Background Diagnostic accuracy of fine-needle aspiration cytology (FNAC) in large and subcentimeter nodules is still debated. We aimed to evaluate the impact of nodule size on efficacy of the ultrasound-guided FNAC. Methods B-mode grayscale ultrasound (US), US-guided FNAC according to Bethesda system and histopathological data of 514 nodules from 371 patients, who underwent thyroidectomy were examined retrospectively. Nodules were grouped by maximal diameter; group A nodules were smaller than 10 mm (n = 59), group B nodules were between 10 and 29 mm (n = 218), and group C nodules were 30 mm or greater (n = 130).

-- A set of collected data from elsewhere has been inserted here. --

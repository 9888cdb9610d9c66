//! Browsing a second server over FTP or SFTP, proxied by the backend.
//!
//! Works like [`ListingStore`](crate::files::ListingStore) with a few
//! differences:
//!
//! - entries are sorted locally, directories first and then by name,
//! - hidden files are never filtered,
//! - selected files feed a server-side download rather than a local action,
//! - every request carries the full connection, because the backend does not
//!   keep the remote login open between calls.

use std::collections::HashSet;
use std::fmt;
use std::sync::{Arc, Mutex, MutexGuard};

use serde::{Deserialize, Serialize};
use tracing::{debug, info, warn};

use crate::backends::RemoteBackend;
use crate::errors::{ListingError, OpenError, TransferError};
use crate::files::{LoadOutcome, RemotePath};
use crate::transfer::BatchReport;

/// Protocol spoken by the remote server.
#[derive(Debug, Clone, Copy, PartialEq, Eq, Hash, Serialize, Deserialize)]
#[serde(rename_all = "lowercase")]
pub enum RemoteProtocol {
    Ftp,
    Sftp,
}

impl RemoteProtocol {
    pub fn default_port(&self) -> u16 {
        match self {
            RemoteProtocol::Ftp => 21,
            RemoteProtocol::Sftp => 22,
        }
    }

    pub fn as_str(&self) -> &'static str {
        match self {
            RemoteProtocol::Ftp => "ftp",
            RemoteProtocol::Sftp => "sftp",
        }
    }
}

impl fmt::Display for RemoteProtocol {
    fn fmt(&self, f: &mut fmt::Formatter<'_>) -> fmt::Result {
        f.write_str(self.as_str())
    }
}

impl std::str::FromStr for RemoteProtocol {
    type Err = String;

    fn from_str(s: &str) -> Result<Self, Self::Err> {
        match s.to_ascii_lowercase().as_str() {
            "ftp" => Ok(RemoteProtocol::Ftp),
            "sftp" => Ok(RemoteProtocol::Sftp),
            other => Err(format!("unknown protocol: {other}")),
        }
    }
}

/// Everything needed to reach the remote server.
#[derive(Clone, PartialEq, Eq, Serialize, Deserialize)]
#[serde(rename_all = "camelCase")]
pub struct RemoteConnection {
    pub protocol: RemoteProtocol,
    pub host: String,
    pub port: u16,
    pub username: String,
    pub password: String,
}

impl RemoteConnection {
    /// Connection on the protocol's default port.
    pub fn new(
        protocol: RemoteProtocol,
        host: impl Into<String>,
        username: impl Into<String>,
        password: impl Into<String>,
    ) -> Self {
        Self {
            protocol,
            host: host.into(),
            port: protocol.default_port(),
            username: username.into(),
            password: password.into(),
        }
    }

    pub fn with_port(mut self, port: u16) -> Self {
        self.port = port;
        self
    }
}

impl fmt::Debug for RemoteConnection {
    fn fmt(&self, f: &mut fmt::Formatter<'_>) -> fmt::Result {
        f.debug_struct("RemoteConnection")
            .field("protocol", &self.protocol)
            .field("host", &self.host)
            .field("port", &self.port)
            .field("username", &self.username)
            .field("password", &"<redacted>")
            .finish()
    }
}

/// One child of a remote directory.
#[derive(Debug, Clone, PartialEq, Eq, Serialize, Deserialize)]
#[serde(rename_all = "camelCase")]
pub struct RemoteEntry {
    pub name: String,
    pub is_directory: bool,
    pub size: u64,
    #[serde(default, skip_serializing_if = "Option::is_none")]
    pub modified_time: Option<String>,
    #[serde(skip)]
    pub selected: bool,
}

/// List a remote directory.
#[derive(Debug, Clone, PartialEq, Eq, Serialize)]
#[serde(rename_all = "camelCase")]
pub struct RemoteListRequest {
    #[serde(flatten)]
    pub connection: RemoteConnection,
    pub path: RemotePath,
}

/// Copy a remote file into the user's own storage.
#[derive(Debug, Clone, PartialEq, Eq, Serialize)]
#[serde(rename_all = "camelCase")]
pub struct RemoteDownloadRequest {
    #[serde(flatten)]
    pub connection: RemoteConnection,
    /// File on the remote server.
    pub path: RemotePath,
    /// Destination directory in the user's storage.
    pub local_path: RemotePath,
    pub local_user: String,
}

struct BrowserInner {
    current_path: RemotePath,
    entries: Arc<Vec<RemoteEntry>>,
    is_loading: bool,
    issued: u64,
}

/// Path and listing state for one remote server.
pub struct RemoteBrowser {
    backend: Arc<dyn RemoteBackend>,
    connection: RemoteConnection,
    inner: Mutex<BrowserInner>,
}

impl RemoteBrowser {
    pub fn new(backend: Arc<dyn RemoteBackend>, connection: RemoteConnection) -> Self {
        Self {
            backend,
            connection,
            inner: Mutex::new(BrowserInner {
                current_path: RemotePath::root(),
                entries: Arc::new(Vec::new()),
                is_loading: false,
                issued: 0,
            }),
        }
    }

    fn lock(&self) -> MutexGuard<'_, BrowserInner> {
        self.inner.lock().unwrap_or_else(|e| e.into_inner())
    }

    pub fn connection(&self) -> &RemoteConnection {
        &self.connection
    }

    /// List `path` on the remote server; last request wins.
    pub async fn load(&self, path: &RemotePath) -> Result<LoadOutcome, ListingError> {
        let seq = {
            let mut inner = self.lock();
            inner.issued += 1;
            inner.is_loading = true;
            inner.issued
        };
        let request = RemoteListRequest {
            connection: self.connection.clone(),
            path: path.clone(),
        };
        debug!(
            protocol = %self.connection.protocol,
            host = %self.connection.host,
            %path,
            seq,
            "Listing remote directory"
        );

        let pending = PendingList {
            browser: self,
            seq,
            armed: true,
        };
        let result = self.backend.list_remote(&request).await;
        pending.disarm();

        let mut inner = self.lock();
        if seq != inner.issued {
            debug!(%path, seq, latest = inner.issued, "Discarding superseded remote listing");
            return Ok(LoadOutcome::Superseded);
        }
        inner.is_loading = false;

        let fresh = match result {
            Ok(entries) => entries,
            Err(e) => {
                warn!(host = %self.connection.host, %path, "Remote listing failed: {e}");
                return Err(e.into());
            }
        };

        let keep: HashSet<String> = if *path == inner.current_path {
            inner
                .entries
                .iter()
                .filter(|e| e.selected)
                .map(|e| e.name.clone())
                .collect()
        } else {
            HashSet::new()
        };

        let mut entries: Vec<RemoteEntry> = fresh
            .into_iter()
            .map(|mut entry| {
                entry.selected = !entry.is_directory && keep.contains(&entry.name);
                entry
            })
            .collect();
        sort_entries(&mut entries);

        inner.entries = Arc::new(entries);
        inner.current_path = path.clone();
        Ok(LoadOutcome::Applied(path.clone()))
    }

    /// Descend into the named directory. Files are ignored (`Ok(None)`).
    pub async fn open(&self, name: &str) -> Result<Option<LoadOutcome>, OpenError> {
        let (current, is_directory) = {
            let inner = self.lock();
            let is_directory = inner
                .entries
                .iter()
                .any(|e| e.name == name && e.is_directory);
            (inner.current_path.clone(), is_directory)
        };
        if !is_directory {
            return Ok(None);
        }
        let target = current.join(name)?;
        Ok(Some(self.load(&target).await?))
    }

    /// Load the parent directory; at the root this reloads the root.
    pub async fn go_up(&self) -> Result<LoadOutcome, ListingError> {
        let parent = self.current_path().parent();
        self.load(&parent).await
    }

    pub async fn refresh(&self) -> Result<LoadOutcome, ListingError> {
        let current = self.current_path();
        self.load(&current).await
    }

    /// Flip selection of a file. Directories and unknown names are ignored.
    pub fn toggle_selection(&self, name: &str) -> bool {
        let mut inner = self.lock();
        let Some(index) = inner
            .entries
            .iter()
            .position(|e| e.name == name && !e.is_directory)
        else {
            return false;
        };
        let mut entries = inner.entries.as_ref().clone();
        entries[index].selected = !entries[index].selected;
        inner.entries = Arc::new(entries);
        true
    }

    pub fn clear_selection(&self) {
        let mut inner = self.lock();
        if inner.entries.iter().any(|e| e.selected) {
            let entries = inner
                .entries
                .iter()
                .cloned()
                .map(|mut e| {
                    e.selected = false;
                    e
                })
                .collect();
            inner.entries = Arc::new(entries);
        }
    }

    pub fn selected_files(&self) -> Vec<RemoteEntry> {
        self.lock()
            .entries
            .iter()
            .filter(|e| e.selected)
            .cloned()
            .collect()
    }

    pub fn entries(&self) -> Arc<Vec<RemoteEntry>> {
        self.lock().entries.clone()
    }

    pub fn current_path(&self) -> RemotePath {
        self.lock().current_path.clone()
    }

    pub fn is_loading(&self) -> bool {
        self.lock().is_loading
    }

    /// Start a server-side copy of every selected file into `local_path`.
    ///
    /// One request per file; progress is tracked as sessions.
    pub async fn download_selected(
        &self,
        local_path: &RemotePath,
        local_user: &str,
    ) -> Result<BatchReport, TransferError> {
        let current = self.current_path();
        let selected = self.selected_files();
        if selected.is_empty() {
            return Err(TransferError::NothingToDo("no remote files selected".into()));
        }

        let mut report = BatchReport::default();
        for entry in selected {
            let result = match current.join(&entry.name) {
                Ok(path) => {
                    let request = RemoteDownloadRequest {
                        connection: self.connection.clone(),
                        path,
                        local_path: local_path.clone(),
                        local_user: local_user.to_string(),
                    };
                    self.backend.download_remote(&request).await
                }
                Err(e) => {
                    report.failed.push((entry.name, e.to_string()));
                    continue;
                }
            };
            report.record(entry.name, result)?;
        }

        info!(
            host = %self.connection.host,
            started = report.succeeded.len(),
            failed = report.failed.len(),
            "Remote downloads requested"
        );
        Ok(report)
    }
}

/// Directories first, then by name.
fn sort_entries(entries: &mut [RemoteEntry]) {
    entries.sort_by(|a, b| {
        b.is_directory
            .cmp(&a.is_directory)
            .then_with(|| a.name.cmp(&b.name))
    });
}

/// Resets `is_loading` when a listing is dropped before it resolves, unless
/// a newer listing has taken over.
struct PendingList<'a> {
    browser: &'a RemoteBrowser,
    seq: u64,
    armed: bool,
}

impl PendingList<'_> {
    fn disarm(mut self) {
        self.armed = false;
    }
}

impl Drop for PendingList<'_> {
    fn drop(&mut self) {
        if !self.armed {
            return;
        }
        let mut inner = self.browser.lock();
        if inner.issued == self.seq {
            inner.is_loading = false;
        }
    }
}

Results Sensitivity, specificity, and accuracy of FNAC was 92.0%, 100%, and 95.1% in group A, 80.7%, 99.1%, and %92.9 in group B, 70.0%, 98.9%, and 95.8% in group C nodules, respectively. The prevalence of papillary thyroid cancer (PTC) and incidental PTC were 44.2% (n = 164) and 6.4% (n = 24), respectively. Malignancy rate was more frequent in group A when compared to groups B and C (P < 0.01). Nodule size was positively associated with follicular cancer risk (P = 0.009). The thyroid stimulating hormone level was positively associated with malignancy (P = 0.02) and optimal cut-off value was 0.96 mIU/L. False-negative rate was 8.0%, 19.3%, and 30.0% in groups A, B, and C nodules, respectively. Conclusions Although the malignancy rate was low in nodules >= 30 mm, diagnostic surgery for large nodules should be considered because of decreased reliability of FNAC, ineffectiveness of clinical and sonographic criteria. False-negative rate was relatively low and malignancy rate was high in subcentimeter nodules, supporting the accuracy of FNAC.